SIGHTINGS


 
Sheep Cloned With Human Genes!
(Just Imagine What's Being/Been Done In Secret Labs)
12-19-97
 
 
WASHINGTON (AP) - The Scottish scientists who cloned Dolly have now produced Molly and Polly, two lambs cloned with a human gene so their milk will contain a blood-clotting protein that can be extracted for use in treating human hemophilia.
 
Molly and Polly were born in July and Dr. Ian Wilmut of the Roslin Institute
in Scotland said his team should know by spring if the lambs' milk will
contain useful quantifies of factor IX, a protein that helps blood to clot.
 
Wilmut and his team announced the cloning achievement in a report in the
journal Science to be published Friday.
 
Experts say the creation of Molly and Polly is the logical next step following
last year's cloning of Dolly, the first mammal cloned from an adult cell.

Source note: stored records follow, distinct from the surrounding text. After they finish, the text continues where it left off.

//! Mapping from media time to the simulated wall clock.
//!
//! A short clip can stand in for a long monitoring period: with a speed
//! multiplier of `s`, one second of media time is `s` simulated minutes.
//! The anchor is fixed when the clock is built and never re-derived, so the
//! displayed clock cannot drift while a session runs.

use chrono::{Duration, NaiveDate, NaiveDateTime, NaiveTime};

use crate::error::ConfigError;

#[derive(Debug, Clone, Copy, PartialEq)]
pub struct SimulatedClock {
    anchor: NaiveDateTime,
    /// Simulated seconds per media second.
    scale: f64,
}

impl SimulatedClock {
    /// `speed_multiplier` is simulated minutes per media second.
    pub fn from_speed(anchor: NaiveDateTime, speed_multiplier: f64) -> Self {
        Self {
            anchor,
            scale: speed_multiplier * 60.0,
        }
    }

    /// One media second is one simulated second.
    pub fn real_time(anchor: NaiveDateTime) -> Self {
        Self { anchor, scale: 1.0 }
    }

    pub fn anchor(&self) -> NaiveDateTime {
        self.anchor
    }

    pub fn scale(&self) -> f64 {
        self.scale
    }

    /// Simulated instant for a media timestamp in milliseconds.
    pub fn at(&self, elapsed_ms: u64) -> NaiveDateTime {
        let simulated_ms = (elapsed_ms as f64 * self.scale).round();
        Duration::try_milliseconds(simulated_ms as i64)
            .and_then(|delta| self.anchor.checked_add_signed(delta))
            .unwrap_or(NaiveDateTime::MAX)
    }

    /// Simulated instant for elapsed media seconds.
    pub fn at_secs(&self, elapsed_secs: f64) -> NaiveDateTime {
        self.at((elapsed_secs.max(0.0) * 1_000.0).round() as u64)
    }
}

/// Builds an anchor from a calendar date (`YYYY-MM-DD`) and a start time
/// (`HH:MM`).
pub fn anchor_from_parts(date: &str, start_time: &str) -> Result<NaiveDateTime, ConfigError> {
    let day = NaiveDate::parse_from_str(date.trim(), "%Y-%m-%d").map_err(|e| {
        ConfigError::InvalidAnchor {
            input: date.to_string(),
            reason: e.to_string(),
        }
    })?;
    let time = NaiveTime::parse_from_str(start_time.trim(), "%H:%M").map_err(|e| {
        ConfigError::InvalidAnchor {
            input: start_time.to_string(),
            reason: e.to_string(),
        }
    })?;
    Ok(day.and_time(time))
}

/// `HH:MM`, as shown in the event list.
pub fn format_clock(at: NaiveDateTime) -> String {
    at.format("%H:%M").to_string()
}

/// `"{m}m {s}s"`, with an `"{h}h "` prefix from one hour upwards.
pub fn format_duration(seconds: f64) -> String {
    let total = seconds.max(0.0).floor() as u64;
    let hours = total / 3600;
    let minutes = (total % 3600) / 60;
    let secs = total % 60;
    if hours > 0 {
        format!("{hours}h {minutes}m {secs}s")
    } else {
        format!("{minutes}m {secs}s")
    }
}

/// Playback position as `MM:SS`.
pub fn format_playback(seconds: f64) -> String {
    let total = seconds.max(0.0).floor() as u64;
    format!("{:02}:{:02}", total / 60, total % 60)
}

/// Playback progress in percent, clamped to [0, 100].
pub fn progress_percent(elapsed_secs: f64, duration_secs: f64) -> f64 {
    let duration = if duration_secs > 0.0 { duration_secs } else { 1.0 };
    (elapsed_secs / duration * 100.0).clamp(0.0, 100.0)
}

#[cfg(test)]
mod tests {
    use super::*;

    fn eight_am() -> NaiveDateTime {
        anchor_from_parts("2024-01-01", "08:00").unwrap()
    }

    #[test]
    fn speed_scales_media_seconds_to_simulated_minutes() {
        let clock = SimulatedClock::from_speed(eight_am(), 5.0);
        let expected = anchor_from_parts("2024-01-01", "13:00").unwrap();
        assert_eq!(clock.at_secs(60.0), expected);
        assert_eq!(clock.at(60_000), expected);
    }

    #[test]
    fn clock_is_monotonic() {
        let clock = SimulatedClock::from_speed(eight_am(), 2.5);
        let mut last = clock.at(0);
        for ms in (0..120_000).step_by(250) {
            let now = clock.at(ms);
            assert!(now >= last);
            last = now;
        }
        assert_eq!(clock.at(0), clock.anchor());
    }

    #[test]
    fn real_time_clock_is_one_to_one() {
        let clock = SimulatedClock::real_time(eight_am());
        assert_eq!(clock.at(90_000), eight_am() + Duration::seconds(90));
    }

    #[test]
    fn bad_anchor_parts_are_rejected() {
        assert!(anchor_from_parts("2024-13-01", "08:00").is_err());
        assert!(anchor_from_parts("2024-01-01", "8am").is_err());
    }

    #[test]
    fn formats_durations_like_the_event_list() {
        assert_eq!(format_duration(2.9), "0m 2s");
        assert_eq!(format_duration(65.0), "1m 5s");
        assert_eq!(format_duration(3_725.0), "1h 2m 5s");
    }

    #[test]
    fn formats_playback_and_progress() {
        assert_eq!(format_playback(125.7), "02:05");
        assert_eq!(format_clock(eight_am()), "08:00");
        assert_eq!(progress_percent(150.0, 300.0), 50.0);
        assert_eq!(progress_percent(400.0, 300.0), 100.0);
        assert_eq!(progress_percent(0.5, 0.0), 50.0);
    }
}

The
new work could prove that cloning is an efficient way to create herds of cows
or flocks of sheep that act as drug-making factories.
 
Wilmut said Molly and Polly were produced with the same technique, called
nuclear transfer, used to make Dolly, but the original cell used to produce
the lambs came from a sheep fetus instead of from an adult animal.
 
In nuclear transfer, scientists remove the nucleus from an egg and replace it
with the nucleus from another cell. The egg is then placed into the uterus of
a surrogate mother that gives birth to an offspring that has only the genes of
the original cell.
 
In Dolly, the original cell came from an adult ewe's udder.
 
For Molly and Polly, Wilmut said his team took the original cell from a
26-day-old sheep fetus. Into this cell, the researchers inserted a human gene
for factor IX, linked to a sheep gene that increases milk production. They
also put into the cell a marker, a gene that causes resistance to an
antibiotic.
 
The manipulated cell was then nurtured so it replicated to thousands of cells.
 
Wilmut said the team then added an antibiotic to identify those cells that
included the antibiotic-resistant gene. These cells were separated from the
rest.
 
A total of 425 of these gene-modified cells were then placed into eggs that
had had their nucleus removed. These eggs were cultured for five to six days,
growing to an early embryo stage.
 
Wilmut said 62 embryos were then implanted into surrogate mother sheep.
 
From these, six lambs were born. Three contained both the human gene and the
marker gene. One of these lambs died, leaving only Molly and Polly.
 
``The new lambs are identical to each other and identical to the original
fetus except for the new gene that we introduced,'' said Wilmut.
 
Wilmut said the lambs will be allowed to grow normally and then given shots in
the spring to induce lactation. This will enable the researchers to test their
milk for the human factor IX. He said the lambs will mature by October and
will be mated so they will produce lambs in February of 1999.
 
``By then, we should have a good idea of the milk volume and the yield of the
useful protein from these animals,'' said Wilmut.
 
The selective breeding of Molly and Polly and their offspring could lead to a
whole flock of sheep, all of which produce human factor IX in their milk, he
said.
 
The lambs are the first animals cloned to produce human drugs in their milk,
but other techniques have been used to create drug-making animals. Several
companies are now testing cystic fibrosis and heart attack drugs that come
from the milk of genetically engineered sheep or goats. These animals,
however, were produced by injecting genes into a fertilized egg and then
implanting the egg in a surrogate mother, a technique less efficient than the
Roslin Institute's cloning. Only about 2 percent of such eggs grow to live
animals and only a small percentage of the survivors actually contain the
target genes.
 
Bruce Altrock, a researcher at Amgen Inc., a leading U.S. pharmaceutical gene
research lab, said producing Molly and Polly ``is a significant development,''
but that the Roslin researchers have yet to prove the lambs will produce
useful levels of drug in their milk.
 
Dr. Robert Foote, an animal gene researcher at Cornell University, said the
Roslin scientists may have developed a short-cut to making animals that
produce drugs. Others have done it with more expensive, less efficient
techniques, he said, ``but this is the first time it has been accomplished
with cloning techniques.''
 
He said, however, that the experiment's value will be known only after the
scientists prove Molly and Polly develop as normal sheep and retain their
ability to make useful amounts factor IX in their milk.